Space race: a new tome captures 70 years of Pierre Cardin’s designs
Pierre Cardin’s sprawling legacy of innovation might be hard to quantify, but
a new tome from Assouline celebrating the 95-year-old designer, endeavours to do
just that. Tracing a career that spans 70 years, the book outlines what it is
that makes the influential designer’s work so compelling.
Cardin ‘infused his personality into his business’, Jean-Pascal Hesse writes
in the book’s introduction. That infusion formed the DNA of Cardin’s brand: the
geometry of his shapes and structures, and the relentless drive to experiment.
The book surveys this, along with Cardin’s forward-facing philosophy of
business. Consider his creation of what we would now term a lifestyle brand,
something that in the 1960s was not de rigueur among France’s couturiers.
We are taken through the beginnings of Cardin’s influential career, from the
Cosmocorps collections that made his name synonymous with the space age, through
to furniture design and later experiments with structure, fabric and movement.

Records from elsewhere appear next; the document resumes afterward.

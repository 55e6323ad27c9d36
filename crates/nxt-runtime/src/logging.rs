#![forbid(unsafe_code)]

//! Subscriber setup for hosts that do not install their own.
//!
//! Filtering follows `RUST_LOG` (default `info`). `NXT_LOG_JSON=1` switches
//! to JSON lines on stderr. Installing twice is a no-op.

use tracing_subscriber::{EnvFilter, fmt};

/// Install the global subscriber.
pub fn init_logging() {
    init_logging_with(|key| std::env::var(key).ok());
}

/// Like [`init_logging`] with a custom environment lookup.
pub fn init_logging_with<F>(get_env: F)
where
    F: Fn(&str) -> Option<String>,
{
    let env_filter = get_env("RUST_LOG")
        .and_then(|spec| EnvFilter::try_new(spec).ok())
        .unwrap_or_else(|| EnvFilter::new("info"));
    let use_json = get_env("NXT_LOG_JSON").is_some_and(|value| value.trim() == "1");

    if use_json {
        let _ = fmt::Subscriber::builder()
            .with_env_filter(env_filter)
            .json()
            .with_writer(std::io::stderr)
            .try_init();
    } else {
        let _ = fmt::Subscriber::builder()
            .with_env_filter(env_filter)
            .with_writer(std::io::stderr)
            .try_init();
    }
}
#![forbid(unsafe_code)]

//! Presentation widgets that touch no store.
//!
//! | Type | Markup | Behavior |
//! |------|--------|----------|
//! | accordion | `data-next-accordion[="open"]` | trigger click toggles `next-accordion-open` |
//! | tooltip | `data-next-tooltip="text"` | hover adds a `.next-tooltip` child |
//! | scroll-hint | `data-next-scroll-hint` / `data-next-component="scroll-hint"` | `next-scroll-hint` until the first scroll, then `next-scrolled` |
//!
//! Listener callbacks write the document directly; they run outside any
//! document borrow.

use nxt_attr::vocab;
use nxt_dom::{ElementId, EventKind, SharedDocument};
use nxt_runtime::{Enhancer, EnhancerBase, EnhancerError, EnhancerModule, ResolveContext, ResolveError};
use std::cell::Cell;
use std::rc::Rc;

pub const ACCORDION_OPEN_CLASS: &str = "next-accordion-open";
pub const TOOLTIP_CLASS: &str = "next-tooltip";
pub const SCROLL_HINT_CLASS: &str = "next-scroll-hint";
pub const SCROLLED_CLASS: &str = "next-scrolled";

fn set_class(document: &SharedDocument, element: ElementId, class: &str, on: bool) {
    if let Err(err) = document.write(|doc| doc.toggle_class(element, class, on)) {
        tracing::warn!(element = %element, class, error = %err, "cannot update class");
    }
}

// ---------------------------------------------------------------------------
// Accordion
// ---------------------------------------------------------------------------

#[derive(Debug, Default)]
pub struct AccordionEnhancer;

impl Enhancer for AccordionEnhancer {
    fn name(&self) -> &'static str {
        "accordion"
    }

    fn initialize(&mut self, base: &mut EnhancerBase) -> Result<(), EnhancerError> {
        let panel = base.element();
        let trigger = base
            .read(|doc| {
                doc.descendants(panel)
                    .into_iter()
                    .find(|id| doc.has_attribute(*id, vocab::ACCORDION_TRIGGER))
            })
            .unwrap_or(panel);
        let open = base.attr(vocab::ACCORDION).is_some_and(|v| v.trim() == "open");
        base.toggle_class(ACCORDION_OPEN_CLASS, open)?;

        let document = base.document().clone();
        base.listen_on(trigger, EventKind::Click, move |_| {
            let open = document.read(|doc| doc.has_class(panel, ACCORDION_OPEN_CLASS));
            set_class(&document, panel, ACCORDION_OPEN_CLASS, !open);
        })?;
        Ok(())
    }
}

// ---------------------------------------------------------------------------
// Tooltip
// ---------------------------------------------------------------------------

#[derive(Debug, Default)]
pub struct TooltipEnhancer {
    bubble: Rc<Cell<Option<ElementId>>>,
}

fn remove_bubble(document: &SharedDocument, bubble: &Cell<Option<ElementId>>) {
    if let Some(id) = bubble.take() {
        let removed = document.write(|doc| if doc.contains_element(id) { doc.remove(id) } else { Ok(Vec::new()) });
        if let Err(err) = removed {
            tracing::debug!(tooltip = %id, error = %err, "tooltip already gone");
        }
    }
}

impl Enhancer for TooltipEnhancer {
    fn name(&self) -> &'static str {
        "tooltip"
    }

    fn initialize(&mut self, base: &mut EnhancerBase) -> Result<(), EnhancerError> {
        let text = base.require_attr(vocab::TOOLTIP)?;
        let host = base.element();

        let document = base.document().clone();
        let bubble = Rc::clone(&self.bubble);
        base.listen(EventKind::MouseEnter, move |_| {
            if bubble.get().is_some() {
                return;
            }
            let created = document.write(|doc| {
                let id = doc.create_element("span");
                doc.toggle_class(id, TOOLTIP_CLASS, true)?;
                doc.set_text(id, &text)?;
                doc.append_child(host, id)?;
                Ok::<_, nxt_dom::DomError>(id)
            });
            match created {
                Ok(id) => bubble.set(Some(id)),
                Err(err) => tracing::warn!(element = %host, error = %err, "cannot show tooltip"),
            }
        })?;

        let document = base.document().clone();
        let bubble = Rc::clone(&self.bubble);
        base.listen(EventKind::MouseLeave, move |_| remove_bubble(&document, &bubble))?;
        Ok(())
    }

    fn cleanup(&mut self, base: &mut EnhancerBase) {
        remove_bubble(base.document(), &self.bubble);
    }
}

impl TooltipEnhancer {
    #[must_use]
    pub fn is_showing(&self) -> bool {
        self.bubble.get().is_some()
    }
}

// ---------------------------------------------------------------------------
// Scroll hint
// ---------------------------------------------------------------------------

#[derive(Debug, Default)]
pub struct ScrollHintEnhancer;

impl Enhancer for ScrollHintEnhancer {
    fn name(&self) -> &'static str {
        "scroll-hint"
    }

    fn initialize(&mut self, base: &mut EnhancerBase) -> Result<(), EnhancerError> {
        base.toggle_class(SCROLL_HINT_CLASS, true)?;
        let element = base.element();
        let document = base.document().clone();
        base.listen(EventKind::Scroll, move |_| {
            set_class(&document, element, SCROLL_HINT_CLASS, false);
            set_class(&document, element, SCROLLED_CLASS, true);
        })?;
        Ok(())
    }

    fn cleanup(&mut self, base: &mut EnhancerBase) {
        let document = base.document().clone();
        let element = base.element();
        if document.read(|doc| doc.contains_element(element)) {
            set_class(&document, element, SCROLL_HINT_CLASS, false);
            set_class(&document, element, SCROLLED_CLASS, false);
        }
    }
}

// ---------------------------------------------------------------------------
// Modules
// ---------------------------------------------------------------------------

macro_rules! widget_module {
    ($module:ident, $enhancer:ident, $name:literal) => {
        #[derive(Debug, Default)]
        pub struct $module;

        impl EnhancerModule for $module {
            fn name(&self) -> &'static str {
                $name
            }

            fn construct(&self, _: &ResolveContext<'_>) -> Result<Box<dyn Enhancer>, ResolveError> {
                Ok(Box::new($enhancer::default()))
            }
        }
    };
}

widget_module!(AccordionModule, AccordionEnhancer, "accordion");
widget_module!(TooltipModule, TooltipEnhancer, "tooltip");
widget_module!(ScrollHintModule, ScrollHintEnhancer, "scroll-hint");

But it’s the images from the 1960s that are among Cardin’s most loved from the
book.
‘My favourite is obviously the period when I began to be known in my career
for my very avant-gardist cuttings,’ he explains ahead of a Pierre Cardin pop-up
shop at London’s Maison Assouline, opening today. ‘For example, the Cosmocorps
line, which reminds me the conquest of space. I have always been marked by this
opening towards space, the conquest of the moon.’
In an industry known for its obsession with newness and modernity, Cardin’s
designs – the famous Bubble dress, or his Plexiglas jewellery – linger on in
cultural memory as markers of innovation. And looking back, Cardin remembers the
earliest days of his brand as being a fruitful, exhilarating time. ‘Undeniably
at the beginning when I left Dior, I was motivated by a big ambition. I wanted
to introduce my style more than anything.’
This is not the first Pierre Cardin book from Assouline, but as the designer
points out, ‘it is a unique experience in the world of fashion to celebrate 70
years of design’, so this lengthy retrospective is merited. In a preface written
by Marisa Berenson (granddaughter of Cardin’s former employer Elsa
Schiaparelli), Cardin is described as ‘a man of paradoxes and contradictions...
a man with no boundaries or limits in himself as in the universe’.
And Cardin’s work does not begin or end with clothing. Industrial design,
furniture, interiors and automobiles all benefited from Cardin’s rigorous eye.
But fashion is still at the centre of all that he does, even after 70 years.
‘Fashion is still the best way to express creative vision,’ he affirms. ‘I am
first and foremost a fashion designer.’ But as Pierre Cardin shows, work across
design fields is how he elucidates his vision of the world. ‘Fashion,’ he is
quoted as saying, ‘is an X-ray of society.’ If that is indeed the case, then at
its bones, Cardin’s society is rigorous, stylish and endlessly modern.